• _Assignment_
Comb the records below for the string "RowNum" and copy each line where it turns up.

• _Recorded data_
┌──

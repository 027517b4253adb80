use std::io::Write;
use std::path::Path;

use chrono::{NaiveDateTime, NaiveTime};
use rust_xlsxwriter::{ColNum, Format, RowNum, Workbook, Worksheet, XlsxError};
use tempfile::NamedTempFile;

use crate::error::StorageError;
use crate::models::{CellValue, Table, TableCollection};

/// Excel serial number of 1970-01-01.
const UNIX_EPOCH_SERIAL: f64 = 25_569.0;
const SECONDS_PER_DAY: f64 = 86_400.0;

struct Formats {
    header: Format,
    date: Format,
    datetime: Format,
}

/// Render every table, in collection order, into an in-memory xlsx file.
pub(super) fn render_workbook(tables: &TableCollection) -> Result<Vec<u8>, StorageError> {
    let formats = Formats {
        header: Format::new().set_bold(),
        date: Format::new().set_num_format("dd.mm.yyyy"),
        datetime: Format::new().set_num_format("dd.mm.yyyy hh:mm"),
    };

    let mut workbook = Workbook::new();
    for table in tables {
        let sheet = workbook.add_worksheet();
        sheet.set_name(table.name())?;
        write_table(sheet, table, &formats)?;
    }

    Ok(workbook.save_to_buffer()?)
}

/// Replace `path` with `bytes` by writing a sibling temp file and renaming it
/// over the target, so a failed write leaves the previous workbook in place.
pub(super) fn replace_file(path: &Path, bytes: &[u8]) -> Result<(), StorageError> {
    let write_err = |source| StorageError::Write {
        path: path.to_path_buf(),
        source,
    };
    let dir = match path.parent() {
        Some(parent) if !parent.as_os_str().is_empty() => parent,
        _ => Path::new("."),
    };

    let mut temp = NamedTempFile::new_in(dir).map_err(write_err)?;
    temp.write_all(bytes).map_err(write_err)?;
    temp.as_file().sync_all().map_err(write_err)?;
    temp.persist(path).map_err(|err| write_err(err.error))?;
    Ok(())
}

fn write_table(sheet: &mut Worksheet, table: &Table, formats: &Formats) -> Result<(), XlsxError> {
    for (col_idx, column) in table.columns().iter().enumerate() {
        sheet.write_string_with_format(0, col_num(col_idx)?, column, &formats.header)?;
    }

    for (row_idx, row) in table.rows().iter().enumerate() {
        let row_num = RowNum::try_from(row_idx + 1).map_err(|_| XlsxError::RowColumnLimitError)?;
        for (col_idx, cell) in row.iter().enumerate() {
            let col = col_num(col_idx)?;
            match cell {
                CellValue::Empty => {}
                CellValue::Text(text) => {
                    sheet.write_string(row_num, col, text)?;
                }
                CellValue::Number(number) if number.is_finite() => {
                    sheet.write_number(row_num, col, *number)?;
                }
                CellValue::Number(_) => {}
                CellValue::Bool(flag) => {
                    sheet.write_boolean(row_num, col, *flag)?;
                }
                CellValue::Date(moment) => {
                    let format = if moment.time() == NaiveTime::MIN {
                        &formats.date
                    } else {
                        &formats.datetime
                    };
                    sheet.write_number_with_format(row_num, col, excel_serial(*moment), format)?;
                }
            }
        }
    }
    Ok(())
}

fn col_num(idx: usize) -> Result<ColNum, XlsxError> {
    ColNum::try_from(idx).map_err(|_| XlsxError::RowColumnLimitError)
}

fn excel_serial(moment: NaiveDateTime) -> f64 {
    let utc = moment.and_utc();
    let seconds = utc.timestamp() as f64 + f64::from(utc.timestamp_subsec_millis()) / 1000.0;
    UNIX_EPOCH_SERIAL + seconds / SECONDS_PER_DAY
}

#[cfg(test)]
mod tests {
    use super::*;
    use chrono::NaiveDate;

    #[test]
    fn serial_matches_excel_calendar() {
        let day = NaiveDate::from_ymd_opt(2024, 1, 5)
            .and_then(|d| d.and_hms_opt(0, 0, 0))
            .unwrap();
        assert_eq!(excel_serial(day), 45_296.0);

        let noon = NaiveDate::from_ymd_opt(1970, 1, 1)
            .and_then(|d| d.and_hms_opt(12, 0, 0))
            .unwrap();
        assert_eq!(excel_serial(noon), 25_569.5);
    }
}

└──

• _Answer to the problem_
use rust_xlsxwriter::{ColNum, Format, RowNum, Workbook, Worksheet, XlsxError};
        let row_num = RowNum::try_from(row_idx + 1).map_err(|_| XlsxError::RowColumnLimitError)?;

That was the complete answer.